Here are my findings, (As of January 2013)


There are many options out there, where you can setup a small low-power, low-cost server and run your home NAS at home to store files and don't loose them in case of a disk failure. But what NAS software to choose from? My blog is on what I found out during my research. (I have no bias to anyone of them)


Openfiler.

OF is Old - Look like development is stopped. Version 2.99.1 has a bug where GUI do leave 5% of storage behind when using GUI / GPT disks. (Can fix using command line parted but not straight forward - no one in development community care to fix any more). Prior version 2.3 is good but iSCSI support is old (If you don't use iSCSI, OF 2.3 version is good enough). Volume Snapshots are available, when enabled, performance drop is significant, but that is part of the linux lvm implementation and you have to live with it if you want snapshots.

One of the great features for a home user that I see with OF is that we can go to disk partition level from the GUI to create storage groups. Where as none other programs did provide this capability. For example ;  If I had 3 x 3TB disks I can partition each disk to 3 partitions, and create 3 raid - stripes (each stripe will hold 2TB data with 2+1 raid) and later I can add a 1TB disk to the mix and expand one of the stripes to make that stripe a 3TB (re-stripe to 3+1 from 2+1) without loosing data. (Need to go to command line to issue few simple commands to re-stripe but simple enough to do).

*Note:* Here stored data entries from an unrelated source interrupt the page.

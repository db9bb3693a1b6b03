//src/dialogs.rs
//! Dialog state for front ends. One enum per screen instead of a handful of
//! independent `show_*` flags, so two dialogs can never be open at once.

/// Create/edit/delete dialog over records of type `T`.
#[derive(Debug, Clone, PartialEq, Eq)]
pub enum Dialog<T> {
    Closed,
    Creating,
    Editing(T),
    ConfirmingDelete(T),
}

impl<T> Default for Dialog<T> {
    fn default() -> Self {
        Self::Closed
    }
}

impl<T> Dialog<T> {
    pub const fn is_open(&self) -> bool {
        !matches!(self, Self::Closed)
    }

    /// Record the dialog is about, if any.
    pub const fn target(&self) -> Option<&T> {
        match self {
            Self::Editing(item) | Self::ConfirmingDelete(item) => Some(item),
            Self::Closed | Self::Creating => None,
        }
    }

    /// Closes the dialog, handing back what it was showing.
    pub fn close(&mut self) -> Self {
        std::mem::take(self)
    }

    /// Resolves a delete confirmation. Returns the record to delete when the
    /// answer is yes; the dialog is closed either way.
    pub fn answer_delete(&mut self, answer: &str) -> Option<T> {
        match self.close() {
            Self::ConfirmingDelete(item) if is_yes(answer) => Some(item),
            _ => None,
        }
    }
}

/// Prompt shown over the workout runner.
#[derive(Debug, Clone, Copy, PartialEq, Eq, Default)]
pub enum RunnerPrompt {
    #[default]
    None,
    ConfirmStop,
}

impl RunnerPrompt {
    pub const fn text(self) -> Option<&'static str> {
        match self {
            Self::None => None,
            Self::ConfirmStop => Some("Stop this workout? Progress is not saved. [y/N]"),
        }
    }
}

pub fn is_yes(answer: &str) -> bool {
    matches!(answer.trim().to_ascii_lowercase().as_str(), "y" | "yes")
}

#[cfg(test)]
mod tests {
    use super::*;

    #[test]
    fn only_one_dialog_state_at_a_time() {
        let mut dialog: Dialog<String> = Dialog::Creating;
        assert!(dialog.is_open());
        assert_eq!(dialog.target(), None);
        dialog = Dialog::Editing("legs".into());
        assert_eq!(dialog.target().map(String::as_str), Some("legs"));
        assert_eq!(dialog.close(), Dialog::Editing("legs".into()));
        assert!(!dialog.is_open());
    }

    #[test]
    fn delete_needs_a_yes() {
        let mut dialog = Dialog::ConfirmingDelete(7);
        assert_eq!(dialog.answer_delete("n"), None);
        assert_eq!(dialog, Dialog::Closed);

        dialog = Dialog::ConfirmingDelete(7);
        assert_eq!(dialog.answer_delete(" YES\n"), Some(7));

        let mut editing = Dialog::Editing(3);
        assert_eq!(editing.answer_delete("y"), None);
    }
}
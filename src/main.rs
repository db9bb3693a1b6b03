//src/main.rs
mod cli;

use anyhow::{bail, Context, Result};
use comfy_table::{presets::UTF8_FULL, Cell, Color, ContentArrangement, Table};
use std::io::{self, stdin, stdout, Write};
use tokio::io::{AsyncBufReadExt, BufReader};
use tracing_subscriber::EnvFilter;

use workout_journal_lib::compare::compare_readings;
use workout_journal_lib::dialogs::{is_yes, Dialog, RunnerPrompt};
use workout_journal_lib::history_view::{format_timestamp, sheet_summary, Catalog};
use workout_journal_lib::{
    format_clock, AppService, Category, CategoryUpdate, DiaryEntry, Exercise, ExerciseUpdate,
    HistoryEntry, HistoryFilter, HistoryGroup, HistoryUpdate, NewExercise, NewWorkoutSheet,
    Parameters, SessionEvent, SessionSnapshot, SessionStatus, SetToggle, SheetExercise,
    SheetUpdate, WorkoutSheet,
};

const TIME_FORMAT: &str = "%Y-%m-%d %H:%M";

fn init_tracing() {
    let filter = EnvFilter::try_from_default_env().unwrap_or_else(|_| EnvFilter::new("warn"));
    tracing_subscriber::fmt()
        .with_env_filter(filter)
        .with_writer(io::stderr)
        .init();
}

#[tokio::main]
async fn main() -> Result<()> {
    init_tracing();
    let cli_args = cli::parse_args();
    let export_csv = cli_args.export_csv;

    if let cli::Commands::Completion { shell } = cli_args.command {
        let mut cmd = cli::build_cli_command();
        let bin_name = cmd.get_name().to_string();
        eprintln!("Generating completion script for {shell}...");
        clap_complete::generate(shell, &mut cmd, bin_name, &mut stdout());
        return Ok(());
    }

    let mut service =
        AppService::initialize().context("Failed to initialize application service")?;
    let header_color = service.config.header_color();

    match cli_args.command {
        cli::Commands::Completion { .. } => {
            unreachable!("Completion generation should have exited already");
        }
        cli::Commands::Category { action } => {
            handle_category(&service, action, export_csv, header_color).await?;
        }
        cli::Commands::Exercise { action } => {
            handle_exercise(&service, action, export_csv, header_color).await?;
        }
        cli::Commands::Document {
            exercise,
            params,
            comment,
        } => {
            let exercise = service.resolve_exercise(&exercise).await?;
            for (name, _) in &params {
                if !exercise.parameters.contains_key(name) {
                    eprintln!(
                        "Warning: '{name}' is not a parameter of '{}' (known: {})",
                        exercise.name,
                        exercise.parameter_names().collect::<Vec<_>>().join(", ")
                    );
                }
            }
            let parameters: Parameters = params.into_iter().collect();
            match service
                .add_documentation(&exercise.id, parameters, comment.as_deref())
                .await
            {
                Ok(doc) => {
                    println!(
                        "Documented '{}' (entry {}): {}",
                        exercise.name,
                        doc.history.id,
                        format_reading(&doc.history)
                    );
                    if doc.diary.is_some() {
                        println!("Comment added to the diary.");
                    }
                }
                Err(e) => bail!("Error documenting exercise: {e:#}"),
            }
        }
        cli::Commands::History { action } => {
            handle_history(&service, action, export_csv, header_color).await?;
        }
        cli::Commands::Diary { action } => {
            handle_diary(&service, action, export_csv, header_color).await?;
        }
        cli::Commands::Sheet { action } => {
            handle_sheet(&mut service, action, export_csv, header_color).await?;
        }
        cli::Commands::Workout { sheet } => {
            run_workout(&mut service, &sheet).await?;
        }
        cli::Commands::SetRest { secs } => match service.set_rest_duration(secs) {
            Ok(()) => println!(
                "Rest duration set to {secs}s. Config saved to {:?}",
                service.get_config_path()
            ),
            Err(e) => bail!("Error setting rest duration: {e}"),
        },
        cli::Commands::ConfigPath => {
            println!("{}", service.get_config_path().display());
        }
        cli::Commands::StoreInfo => {
            println!("{}", service.store_description());
        }
    }

    Ok(())
}

/// Asks before deleting unless `yes` was passed. Returns the target when the
/// deletion should go ahead.
fn confirm_delete<T>(target: T, label: &str, yes: bool) -> Result<Option<T>> {
    let mut dialog = Dialog::ConfirmingDelete(target);
    if yes {
        return Ok(dialog.answer_delete("y"));
    }
    print!("Delete {label}? [y/N] ");
    stdout().flush()?;
    let mut input = String::new();
    stdin().read_line(&mut input)?;
    Ok(dialog.answer_delete(&input))
}

async fn handle_category(
    service: &AppService,
    action: cli::CategoryCommand,
    export_csv: bool,
    header_color: Color,
) -> Result<()> {
    match action {
        cli::CategoryCommand::Add { name, description } => {
            let category = service.create_category(&name, &description).await?;
            println!("Created category '{}' (ID: {})", category.name, category.id);
        }
        cli::CategoryCommand::List { search } => {
            let categories = match search {
                Some(text) => service.search_categories(&text).await?,
                None => service.list_categories().await?,
            };
            if categories.is_empty() {
                println!("No categories found.");
            } else if export_csv {
                print_category_csv(&categories)?;
            } else {
                print_category_table(&categories, header_color);
            }
        }
        cli::CategoryCommand::Edit {
            identifier,
            name,
            description,
        } => {
            let category = service.resolve_category(&identifier).await?;
            service
                .update_category(&category.id, CategoryUpdate { name, description })
                .await?;
            println!("Updated category '{}'.", category.name);
        }
        cli::CategoryCommand::Delete { identifier, yes } => {
            let category = service.resolve_category(&identifier).await?;
            let exercises = service.list_exercises(Some(&category.id)).await?;
            let label = format!(
                "category '{}' and its {} exercise(s) with all their history and diary",
                category.name,
                exercises.len()
            );
            if let Some(category) = confirm_delete(category, &label, yes)? {
                let removed = service.delete_category(&category.id).await?;
                println!("Deleted category '{}' and {removed} exercise(s).", category.name);
            } else {
                println!("Cancelled.");
            }
        }
    }
    Ok(())
}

FreeNAS / NAS4Free (Version 9.x)

FreeNAS has been out there for a long time, and NAS4Free is a fork from FreeNAS. FreeNAS interface is modern, but both interfaces does the similar functionality at the end. Both are very good and stable.  Both offer encryption and de-duplication (5GB of Memory per 1TB of de-dup recommended sort of high requirement for a home NAS if you need dedup, but that is what you need for for that kind of technology.), Both based on FreeBSD. For home use, issue that I have is zfs-raidz (their raid 5 implementation) cannot add a disk later and expand without destroying data on it. (Example If I start with 3 disk raid config and want to add a disk to make make a 4 disk raid  later, I have to destroy data before I can make it a new 4 disk raid, This was a big no for me for my home NAS.). FreeNAS/NAS4Free work well installed from a USB stick. (Notes : Embedded install option is great and make sure not to enable de-dupe unless you know what you are getting into.  Read Here before enabling de-dupe.)


OMV (Open Media Vault)

From performance perspective, Openfiler and OMV is similar. Both don't have zfs, no pre-fetching. Openfiler may still be better and stable than OMV in my opinion. OMV is new and it can take some time to see if it is for real and people will support development going into future. OMV also have LVM and iSCSI as plug-ins. Confusing to find how to enable them for the first time user, but they are there. OMV is similar in many ways to OF as both are based on Linux. Now that OF project is dead you can consider OMV as a upgrade to OF as well.

My Thoughts :
So which NAS to choose ?
Short answer...
        Simple,  Flexible & Work with low end hardware -> Openfiler or OMV (Both Similar)
        Performance, Complex & More Memory -> FreeNAS or NAS4Free (Both similar)

Long Answer .....
If looking for performance and have good cpu & memory to go with it,  FreeNAS/NAS4Free is good. Specially in multi-user environments features like pre-fetch has value.  For a simple home NAS, you need to be able to grow easily by adding additional storage disks, and with FreeNAS it is not easy to add disk. Some of the zfs features may not even necessary for a home NAS environment (over-kill). Openfiler (or OMV) is still probably best if looking for flexibility of growth & ok performance.